§ Extracted records:
//! Side tables keyed by [`NodeId`].
//!
//! Information that does not belong to the ownership tree lives here rather
//! than on the nodes: the targets of `break`/`continue`/`yield` statements
//! and the documentation comments attached to declarations.

use rustc_hash::FxHashMap;
use tracing::trace;

use crate::{
    nodes::{NodeId, Tree},
    semantic::DocTreeHandle,
};

/// Jump statement to jump target links, filled in by the pass that resolves
/// labels. Traversals never follow these links.
#[derive(Clone, Debug, Default)]
pub struct JumpTargets {
    targets: FxHashMap<NodeId, NodeId>,
}

impl JumpTargets {
    #[must_use]
    pub fn new() -> Self {
        Self::default()
    }

    pub fn set_target(&mut self, jump: &Tree, target: &Tree) {
        trace!(jump = %jump.id, target = %target.id, "resolve jump target");
        self.targets.insert(jump.id, target.id);
    }

    #[must_use]
    pub fn target(&self, jump: &Tree) -> Option<NodeId> {
        self.targets.get(&jump.id).copied()
    }

    #[must_use]
    pub fn target_of(&self, jump: NodeId) -> Option<NodeId> {
        self.targets.get(&jump).copied()
    }

    pub fn clear(&mut self) {
        self.targets.clear();
    }

    #[must_use]
    pub fn len(&self) -> usize {
        self.targets.len()
    }

    #[must_use]
    pub fn is_empty(&self) -> bool {
        self.targets.is_empty()
    }
}

/// Lookup of documentation comments by tree.
pub trait DocCommentTable {
    fn has_comment(&self, tree: &Tree) -> bool;

    /// Raw comment body, without the `/**` and `*/` delimiters.
    fn comment_text(&self, tree: &Tree) -> Option<&str>;

    fn comment_tree(&self, tree: &Tree) -> Option<DocTreeHandle>;
}

/// Map-backed [`DocCommentTable`].
#[derive(Clone, Debug, Default)]
pub struct DocComments {
    comments: FxHashMap<NodeId, (String, Option<DocTreeHandle>)>,
}

impl DocComments {
    #[must_use]
    pub fn new() -> Self {
        Self::default()
    }

    pub fn put_comment(&mut self, tree: &Tree, text: impl Into<String>) {
        self.comments.insert(tree.id, (text.into(), None));
    }

    /// Attaches a parsed comment tree to an existing comment. Returns `false`
    /// if `tree` has no comment.
    pub fn put_comment_tree(&mut self, tree: &Tree, doc: DocTreeHandle) -> bool {
        match self.comments.get_mut(&tree.id) {
            Some(entry) => {
                entry.1 = Some(doc);
                true
            }
            None => false,
        }
    }

    #[must_use]
    pub fn len(&self) -> usize {
        self.comments.len()
    }

    #[must_use]
    pub fn is_empty(&self) -> bool {
        self.comments.is_empty()
    }
}

impl DocCommentTable for DocComments {
    fn has_comment(&self, tree: &Tree) -> bool {
        self.comments.contains_key(&tree.id)
    }

    fn comment_text(&self, tree: &Tree) -> Option<&str> {
        self.comments.get(&tree.id).map(|(text, _)| text.as_str())
    }

    fn comment_tree(&self, tree: &Tree) -> Option<DocTreeHandle> {
        self.comments.get(&tree.id).and_then(|(_, doc)| doc.clone())
    }
}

§ Your goal: Lines from the entries that contain the string "nodes" must be found and copied.

§ Solution for this problem:
//! than on the nodes: the targets of `break`/`continue`/`yield` statements
    nodes::{NodeId, Tree},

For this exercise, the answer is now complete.